Chi-Square Calculator Explained: The Formula, the p-value, and the Common Mistakes

Pearson chi-square is the standard test for asking whether a set of category counts matches a hypothesised distribution. This guide unpacks the formula, walks through Mendel’s pea data as a worked example, lays out when the chi-square approximation is reliable, and is direct about the mistakes that tank chi-square results in practice.

#math#statistics#chi-square#hypothesis-test#goodness-of-fit#p-value

What the chi-square test actually does

A Pearson chi-square test asks a single, narrow question: do my observed category counts deviate from a hypothesised distribution by more than chance would predict? Nothing more and nothing less. The chi-square calculator on this page runs the goodness-of-fit variant of that test on a single set of counts, returns the chi-square statistic, the degrees of freedom, and the right-tailed p-value, and shows you exactly how much each cell contributed to the result.
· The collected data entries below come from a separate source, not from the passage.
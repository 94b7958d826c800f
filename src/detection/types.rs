//! Detection record types.

use crate::species::{SpeciesName, normalize};
use chrono::{DateTime, Utc};
use serde::{Deserialize, Serialize};

/// A classified bird seen by the camera pipeline.
#[derive(Debug, Clone, PartialEq, Serialize, Deserialize)]
pub struct VisualDetection {
    /// Unique identifier.
    pub id: String,
    /// Capture time.
    pub timestamp: DateTime<Utc>,
    /// Classifier label, e.g. `"Cyanocitta cristata (Blue Jay)"`.
    pub species: String,
    /// Classification confidence (0.0 - 1.0).
    pub confidence: f32,
    /// Stored crop or frame.
    pub image_path: Option<String>,
}

impl VisualDetection {
    /// Parsed species identity of the label.
    pub fn species_name(&self) -> SpeciesName {
        normalize(&self.species)
    }
}

/// A bird call recognized by the audio pipeline.
#[derive(Debug, Clone, PartialEq, Serialize, Deserialize)]
pub struct AudioDetection {
    /// Unique identifier.
    pub id: String,
    /// Start of the analyzed audio window.
    pub timestamp: DateTime<Utc>,
    /// Common name of the species.
    pub common_name: String,
    /// Scientific name of the species.
    pub scientific_name: String,
    /// Recognition confidence (0.0 - 1.0).
    pub confidence: f32,
    /// Stored audio clip.
    pub audio_path: Option<String>,
    /// Producer tag (e.g. `birdnet`).
    pub source: Option<String>,
}

impl AudioDetection {
    /// Species identity from the separate name fields.
    pub fn species_name(&self) -> SpeciesName {
        SpeciesName::from_parts(Some(&self.common_name), Some(&self.scientific_name))
    }
}

/// A visual detection confirmed by an audio detection of the same species.
#[derive(Debug, Clone, PartialEq, Serialize, Deserialize)]
pub struct CorrelatedSighting {
    /// Unique identifier.
    pub id: String,
    /// The visual detection this sighting is built on.
    pub visual_id: String,
    /// The audio detection consumed by this sighting.
    pub audio_id: String,
    /// Timestamp of the visual detection.
    pub timestamp: DateTime<Utc>,
    /// Visual classifier label.
    pub species: String,
    /// Common name of the species.
    pub common_name: String,
    /// Scientific name of the species.
    pub scientific_name: String,
    /// Fused confidence.
    pub confidence: f32,
    /// Confidence of the visual detection.
    pub visual_confidence: f32,
    /// Confidence of the audio detection.
    pub audio_confidence: f32,
    /// Stored crop or frame.
    pub image_path: Option<String>,
    /// Stored audio clip.
    pub audio_path: Option<String>,
    /// `audio.timestamp - visual.timestamp` in seconds.
    pub time_diff: f64,
}

/// Any of the three stored detection kinds, for chronological feeds.
#[derive(Debug, Clone, PartialEq, Serialize)]
#[serde(tag = "kind", rename_all = "lowercase")]
pub enum DetectionRecord {
    /// Standalone visual detection.
    Visual(VisualDetection),
    /// Standalone audio detection.
    Audio(AudioDetection),
    /// Correlated sighting.
    Correlated(CorrelatedSighting),
}

impl DetectionRecord {
    /// Event time of the record.
    pub fn timestamp(&self) -> DateTime<Utc> {
        match self {
            Self::Visual(v) => v.timestamp,
            Self::Audio(a) => a.timestamp,
            Self::Correlated(s) => s.timestamp,
        }
    }

    /// Short label of the record kind.
    pub fn kind(&self) -> &'static str {
        match self {
            Self::Visual(_) => "visual",
            Self::Audio(_) => "audio",
            Self::Correlated(_) => "correlated",
        }
    }

    /// Display name of the species involved.
    pub fn display_name(&self) -> String {
        match self {
            Self::Visual(v) => v
                .species_name()
                .display_name()
                .map_or_else(|| v.species.clone(), str::to_string),
            Self::Audio(a) => a.common_name.clone(),
            Self::Correlated(s) => s.common_name.clone(),
        }
    }

    /// Confidence of the record (fused for sightings).
    pub fn confidence(&self) -> f32 {
        match self {
            Self::Visual(v) => v.confidence,
            Self::Audio(a) => a.confidence,
            Self::Correlated(s) => s.confidence,
        }
    }
}

/// Signed difference `later - earlier` in fractional seconds.
pub fn seconds_between(earlier: DateTime<Utc>, later: DateTime<Utc>) -> f64 {
    let delta = later - earlier;
    #[allow(clippy::cast_precision_loss)]
    delta
        .num_microseconds()
        .map_or_else(|| delta.num_milliseconds() as f64 / 1e3, |us| us as f64 / 1e6)
}

/// Generate a new unique record identifier.
pub fn new_id() -> String {
    ulid::Ulid::new().to_string()
}

#[cfg(test)]
#[allow(clippy::float_cmp)]
mod tests {
    use super::*;
    use chrono::TimeZone;

    #[test]
    fn test_seconds_between_signed() {
        let a = Utc.timestamp_opt(100, 0).unwrap();
        let b = Utc.timestamp_opt(102, 500_000_000).unwrap();
        assert_eq!(seconds_between(a, b), 2.5);
        assert_eq!(seconds_between(b, a), -2.5);
    }

    #[test]
    fn test_new_id_unique() {
        assert_ne!(new_id(), new_id());
    }

    #[test]
    fn test_record_display_name_prefers_common() {
        let visual = VisualDetection {
            id: "v1".to_string(),
            timestamp: Utc.timestamp_opt(0, 0).unwrap(),
            species: "Parus major (Great Tit)".to_string(),
            confidence: 0.9,
            image_path: None,
        };
        assert_eq!(DetectionRecord::Visual(visual).display_name(), "Great Tit");
    }
}
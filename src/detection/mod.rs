//! Detection records and the ingest wire format.

mod event;
mod types;

pub use event::{
    RankedSpecies, RawAudioEvent, RawSpecies, RawTimestamp, RawVisualEvent, parse_audio_line,
    parse_timestamp, parse_visual_line,
};
pub use types::{
    AudioDetection, CorrelatedSighting, DetectionRecord, VisualDetection, new_id, seconds_between,
};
The test was published by Karl Pearson in 1900 and is one of the oldest formal statistical tests still in everyday use. That longevity is not an accident. The maths is simple, the assumptions are easy to check, and the answer it gives — a single number you can compare against a critical value — fits neatly inside almost any reporting pipeline. It is the default first move for any researcher staring at a frequency table.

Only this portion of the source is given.